Effect size showdown: which correlates stronger?
Parental income and school grades or being unvaccinated and dying from COVID?
Physics is great because its laws are so strong and universal that you can actually use them to recreate the world. If you use physics, you can design a building that is going to actually be 100% like you design it to be and keep standing after hundreds of years. You can land on the Moon. If you understand gravity and some other forces, you can’t just predict how much concrete your construction needs or how much fuel your rocket needs – you will be able to say it exactly.
This is not quite the case for humans who are governed by much less deterministic laws than houses and rockets. Simply put, psychology and related sciences can’t deliver big enough effect sizes. Frank Schmidt et al put the correlation between intelligence and work performance at 0.65. This is an insanely huge effect size – in fact, the largest simple univariate correlation in psychology I can immediately think of – which they arrive at after correcting for various biases. 0.65 is huge as far as a psychology effect size goes, but it’s not exactly house building or moon landing level. Converted to a standardized mean difference, it is d=1.71, which is about the same as the height difference between men and women.
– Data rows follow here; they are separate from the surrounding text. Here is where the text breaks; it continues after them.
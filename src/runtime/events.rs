//! Runtime event stream payloads.

use crate::types::EntryId;

/// Events emitted from the single-writer runtime loop.
#[derive(Debug, Clone, PartialEq, Eq)]
pub enum QueueEvent {
    /// The queue was replaced from storage.
    Reset {
        /// Entries kept after normalization.
        entries: usize,
    },
    /// A new entry was appended.
    Enqueued {
        /// New entry id.
        id: EntryId,
    },
    /// An entry became active and was handed to delivery.
    Activated {
        /// Active entry id.
        id: EntryId,
    },
    /// An entry was delivered.
    Succeeded {
        /// Delivered entry id.
        id: EntryId,
    },
    /// An entry failed and now waits for a manual retry.
    Failed {
        /// Failed entry id.
        id: EntryId,
        /// User-facing failure text.
        message: Option<String>,
    },
    /// A failed entry was put back into the queue.
    Retried {
        /// Retried entry id.
        id: EntryId,
    },
    /// A sync pass started.
    SyncStarted,
    /// A sync pass found nothing left to send.
    SyncFinished,
    /// Reachability changed.
    ConnectivityChanged {
        /// New reachability.
        connected: bool,
    },
    /// The queue was written to storage.
    Persisted {
        /// Entries written.
        entries: usize,
    },
    /// Writing the queue failed.
    PersistFailed {
        /// Error text.
        message: String,
    },
    /// The permit invalidation hook was called.
    PermitsInvalidated,
}
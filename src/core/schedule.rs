use crate::{
    core::state::{EditQueueState, QueueStatus},
    types::EntryId,
};

/// What the runtime should do next for a given state.
#[derive(Debug, Clone, Copy, PartialEq, Eq)]
pub enum Step {
    /// Activate this pending entry.
    Start(EntryId),
    /// Hand this active entry to the delivery coordinator.
    Deliver(EntryId),
    /// Nothing left to send; finish the pass.
    Finish,
    /// Status says active but no entry is; reload from storage.
    Recover,
    /// Nothing to do until an external input arrives.
    Wait,
}

pub fn next_step(state: &EditQueueState) -> Step {
    match state.status {
        QueueStatus::Pending => match state.first_pending() {
            Some(entry) => Step::Start(entry.id),
            None => Step::Finish,
        },
        QueueStatus::Active => match state.active_entry() {
            Some(entry) => Step::Deliver(entry.id),
            None => Step::Recover,
        },
        QueueStatus::Idle | QueueStatus::Loading => Step::Wait,
    }
}
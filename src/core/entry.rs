use serde::{Deserialize, Serialize};

use crate::{
    edit::{Attributes, Edit, PhotoReference},
    types::{EntryId, FeatureLayer},
};

#[derive(Debug, Clone, PartialEq, Eq, Serialize, Deserialize)]
#[serde(tag = "status", rename_all = "lowercase")]
pub enum EntryState {
    Success,
    Pending,
    Active,
    Error {
        #[serde(default, skip_serializing_if = "Option::is_none")]
        error: Option<String>,
    },
}

impl EntryState {
    pub fn is_pending(&self) -> bool {
        matches!(self, EntryState::Pending)
    }

    pub fn is_active(&self) -> bool {
        matches!(self, EntryState::Active)
    }

    pub fn is_error(&self) -> bool {
        matches!(self, EntryState::Error { .. })
    }

    /// True for states that still need a delivery attempt.
    pub fn is_outstanding(&self) -> bool {
        matches!(self, EntryState::Pending | EntryState::Active)
    }
}

/// User-visible unit of work: edits plus display metadata and delivery state.
///
/// Entries persisted before ids were introduced get a fresh id on load.
#[derive(Debug, Clone, PartialEq, Serialize, Deserialize)]
pub struct EditQueueEntry {
    #[serde(default)]
    pub id: EntryId,
    pub title: String,
    pub icon: String,
    pub state: EntryState,
    pub edits: Vec<Edit>,
    #[serde(default, skip_serializing_if = "Option::is_none")]
    pub photo: Option<PhotoReference>,
}

impl EditQueueEntry {
    /// Attributes of the first feature of the first edit.
    pub fn attributes(&self) -> Option<&Attributes> {
        self.edits.first().and_then(Edit::first_attributes)
    }

    /// Layer of the first edit.
    pub fn layer(&self) -> Option<FeatureLayer> {
        self.edits.first().map(|edit| edit.id)
    }
}

/// Caller-supplied content of an entry about to be enqueued.
#[derive(Debug, Clone, PartialEq)]
pub struct NewEntry {
    pub title: String,
    pub icon: String,
    pub edits: Vec<Edit>,
    pub photo: Option<PhotoReference>,
}

impl NewEntry {
    pub fn new(title: impl Into<String>, icon: impl Into<String>, edits: Vec<Edit>) -> Self {
        Self {
            title: title.into(),
            icon: icon.into(),
            edits,
            photo: None,
        }
    }

    pub fn with_photo(mut self, photo: PhotoReference) -> Self {
        self.photo = Some(photo);
        self
    }

    /// Materializes a `pending` entry with a freshly generated id.
    pub fn into_entry(self) -> EditQueueEntry {
        EditQueueEntry {
            id: EntryId::generate(),
            title: self.title,
            icon: self.icon,
            state: EntryState::Pending,
            edits: self.edits,
            photo: self.photo,
        }
    }
}
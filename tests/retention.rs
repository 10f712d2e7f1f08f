use chrono::{Duration, TimeZone, Utc};
use serde_json::json;
use tempfile::TempDir;

use editqueue::{
    core::{
        entry::{EditQueueEntry, EntryState, NewEntry},
        retention::{normalize, parse_report_created},
    },
    edit::{Attributes, Edit, Feature},
    persist::{
        KvStore, LEGACY_QUEUE_KEY, QueueRepository, memory::MemoryKvStore,
        sqlite::SqliteKvStore, user_queue_key,
    },
    types::FeatureLayer,
};

fn entry_created(report_created: &str, state: EntryState) -> EditQueueEntry {
    let mut entry = NewEntry::new(
        "report",
        "icon",
        vec![Edit::adds(
            FeatureLayer::SignsOfPresenceObservation,
            vec![Feature {
                geometry: None,
                attributes: Attributes::new(report_created).with("notes", "tracks"),
            }],
        )],
    )
    .into_entry();
    entry.state = state;
    entry
}

#[test]
fn reset_round_trip_through_sqlite() {
    let dir = TempDir::new().expect("tempdir");
    let db = dir.path().join("queue.db");
    let now = Utc.with_ymd_and_hms(2024, 6, 30, 12, 0, 0).single().expect("now");

    let queue = vec![
        entry_created("2024-06-29T08:00:00.000Z", EntryState::Success),
        entry_created("2024-06-29T09:00:00.000Z", EntryState::Pending),
        entry_created("2024-06-29T10:00:00.000Z", EntryState::Active),
        entry_created(
            "2024-06-29T11:00:00.000Z",
            EntryState::Error {
                error: Some("limit".to_string()),
            },
        ),
        entry_created("2024-04-01T11:00:00.000Z", EntryState::Pending),
    ];

    {
        let store = SqliteKvStore::open(&db).expect("open");
        let mut repo = QueueRepository::new(Box::new(store), "u1");
        repo.save(&queue).expect("save");
    }

    let store = SqliteKvStore::open(&db).expect("reopen");
    let mut repo = QueueRepository::new(Box::new(store), "u1");
    let loaded = repo.load().expect("load");
    assert_eq!(loaded, queue);

    let normalized = normalize(loaded, now, 30);
    let states: Vec<EntryState> = normalized.iter().map(|e| e.state.clone()).collect();
    assert_eq!(
        states,
        vec![
            EntryState::Success,
            EntryState::Pending,
            EntryState::Pending,
            EntryState::Pending,
        ]
    );
    assert_eq!(
        normalized.iter().map(|e| e.id).collect::<Vec<_>>(),
        queue[..4].iter().map(|e| e.id).collect::<Vec<_>>()
    );
}

#[test]
fn entries_without_attributes_are_dropped() {
    let now = Utc::now();
    let mut empty_adds = entry_created(&now.to_rfc3339(), EntryState::Pending);
    empty_adds.edits[0].adds = Some(Vec::new());
    let mut no_edits = entry_created(&now.to_rfc3339(), EntryState::Pending);
    no_edits.edits.clear();
    let mut updates_only = entry_created(&now.to_rfc3339(), EntryState::Pending);
    updates_only.edits[0].updates = updates_only.edits[0].adds.take();
    let kept = entry_created(&now.to_rfc3339(), EntryState::Pending);

    let out = normalize(
        vec![empty_adds, no_edits, updates_only.clone(), kept.clone()],
        now,
        30,
    );
    assert_eq!(
        out.iter().map(|e| e.id).collect::<Vec<_>>(),
        vec![updates_only.id, kept.id]
    );
}

#[test]
fn retention_boundary_and_unparseable_dates() {
    let now = Utc.with_ymd_and_hms(2024, 6, 30, 12, 0, 0).single().expect("now");
    let just_inside = (now - Duration::days(7) + Duration::seconds(1)).to_rfc3339();
    let just_outside = (now - Duration::days(7) - Duration::seconds(1)).to_rfc3339();

    let inside = entry_created(&just_inside, EntryState::Pending);
    let outside = entry_created(&just_outside, EntryState::Pending);
    let garbage = entry_created("not a date", EntryState::Pending);

    let out = normalize(vec![inside.clone(), outside, garbage.clone()], now, 7);
    assert_eq!(
        out.iter().map(|e| e.id).collect::<Vec<_>>(),
        vec![inside.id, garbage.id]
    );
}

#[test]
fn report_created_accepts_offsets_and_naive_times() {
    let expected = Utc.with_ymd_and_hms(2024, 5, 1, 10, 0, 0).single().expect("ts");
    assert_eq!(parse_report_created("2024-05-01T10:00:00Z"), Some(expected));
    assert_eq!(parse_report_created("2024-05-01T13:00:00+03:00"), Some(expected));
    assert_eq!(parse_report_created("2024-05-01T10:00:00"), Some(expected));
    assert_eq!(parse_report_created("yesterday"), None);
}

#[test]
fn legacy_key_is_used_only_without_user_record() {
    let legacy = vec![entry_created("2024-06-29T08:00:00Z", EntryState::Pending)];
    let store = MemoryKvStore::new().with_value(
        LEGACY_QUEUE_KEY,
        serde_json::to_value(&legacy).expect("encode"),
    );
    let mut repo = QueueRepository::new(Box::new(store), "u2");
    assert_eq!(repo.load().expect("load legacy"), legacy);

    let own = vec![entry_created("2024-06-30T08:00:00Z", EntryState::Success)];
    repo.save(&own).expect("save");
    assert_eq!(repo.load().expect("load own"), own);
}

#[test]
fn stored_entries_without_ids_get_fresh_ones_and_bad_entries_are_skipped() {
    let stored = json!([
        {
            "title": "Old report",
            "icon": "hunt",
            "state": { "status": "error", "error": "Limit reached" },
            "edits": [{
                "id": 8,
                "adds": [{
                    "geometry": { "x": 24.1, "y": 56.9 },
                    "attributes": {
                        "guid": "a5c1",
                        "reportCreated": "2024-06-29T08:00:00.000Z",
                        "permitId": 42
                    }
                }]
            }],
            "photo": { "path": "/photos/1.jpg", "webPath": "capacitor://photos/1.jpg" }
        },
        { "title": "Broken", "icon": "x", "state": { "status": "pending" }, "edits": [{ "id": 99 }] }
    ]);
    let mut store = MemoryKvStore::new();
    store.set(&user_queue_key("u3"), &stored).expect("seed");
    let mut repo = QueueRepository::new(Box::new(store), "u3");

    let loaded = repo.load().expect("load");
    assert_eq!(loaded.len(), 1);
    let entry = &loaded[0];
    assert_eq!(entry.layer(), Some(FeatureLayer::LimitedHuntReport));
    let attributes = entry.attributes().expect("attributes");
    assert_eq!(attributes.guid, "a5c1");
    assert_eq!(attributes.extra.get("permitId"), Some(&json!(42)));

    let reencoded = serde_json::to_value(entry).expect("encode");
    assert_eq!(reencoded["edits"], stored[0]["edits"]);
    assert_eq!(reencoded["photo"], stored[0]["photo"]);
    assert!(reencoded["id"].is_string());
}

#[test]
fn stored_idle_check_ignores_success_and_error() {
    let mut repo = QueueRepository::new(Box::new(MemoryKvStore::new()), "u4");
    assert!(repo.is_stored_queue_idle().expect("empty"));

    repo.save(&[
        entry_created("2024-06-29T08:00:00Z", EntryState::Success),
        entry_created("2024-06-29T08:00:00Z", EntryState::Error { error: None }),
    ])
    .expect("save");
    assert!(repo.is_stored_queue_idle().expect("done"));

    repo.save(&[entry_created("2024-06-29T08:00:00Z", EntryState::Pending)])
        .expect("save");
    assert!(!repo.is_stored_queue_idle().expect("pending"));
}

#[test]
fn sqlite_store_overwrites_and_lists_keys() {
    let mut store = SqliteKvStore::open_in_memory().expect("open");
    store.set("b", &json!([1])).expect("set");
    store.set("a", &json!({ "x": 1 })).expect("set");
    store.set("b", &json!([2])).expect("overwrite");

    assert_eq!(store.get("b").expect("get"), Some(json!([2])));
    assert_eq!(store.get("missing").expect("get"), None);
    assert_eq!(store.keys().expect("keys"), vec!["a".to_string(), "b".to_string()]);
    assert!(store.remove("a").expect("remove"));
    assert!(!store.remove("a").expect("remove again"));
}

#[test]
fn undecodable_entries_survive_load_and_save() {
    let dir = TempDir::new().expect("tempdir");
    let db = dir.path().join("queue.db");
    let good = entry_created("2024-06-29T08:00:00Z", EntryState::Pending);
    let unknown_layer = json!({
        "title": "Future layer",
        "icon": "x",
        "state": { "status": "pending" },
        "edits": [{ "id": 9, "adds": [] }]
    });

    {
        let mut store = SqliteKvStore::open(&db).expect("open");
        let stored = json!([serde_json::to_value(&good).expect("encode"), unknown_layer.clone()]);
        store.set(&user_queue_key("u5"), &stored).expect("seed");
        let mut repo = QueueRepository::new(Box::new(store), "u5");

        let mut loaded = repo.load().expect("load");
        assert_eq!(loaded, vec![good.clone()]);
        loaded[0].state = EntryState::Success;
        repo.save(&loaded).expect("save");
    }

    let store = SqliteKvStore::open(&db).expect("reopen");
    let raw = store
        .get(&user_queue_key("u5"))
        .expect("get")
        .expect("stored");
    let items = raw.as_array().expect("array");
    assert_eq!(items.len(), 2);
    assert_eq!(items[0]["state"], json!({ "status": "success" }));
    assert_eq!(items[1], unknown_layer);
}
You know men are taller than women but you also know that there is quite a bit of overlap, and you can think about the size of this difference: this is about how sure you can be that the smarter person will turn out to be the better employee. Not great, not terrible.
And this is the best correlation! Psychologists have been long disappointed by how low their effect sizes are. This paper by Funder and Ozer is a great summary of the topic. The authors revisit complaints about how bad it is that personality measures can predict behavior at only r~0.4 (sometimes they do better, see e.g. this study of how well personality can be predicted from Facebook likes.) Even 0.4 is great though. In psychology, the mean effect size is about 0.2.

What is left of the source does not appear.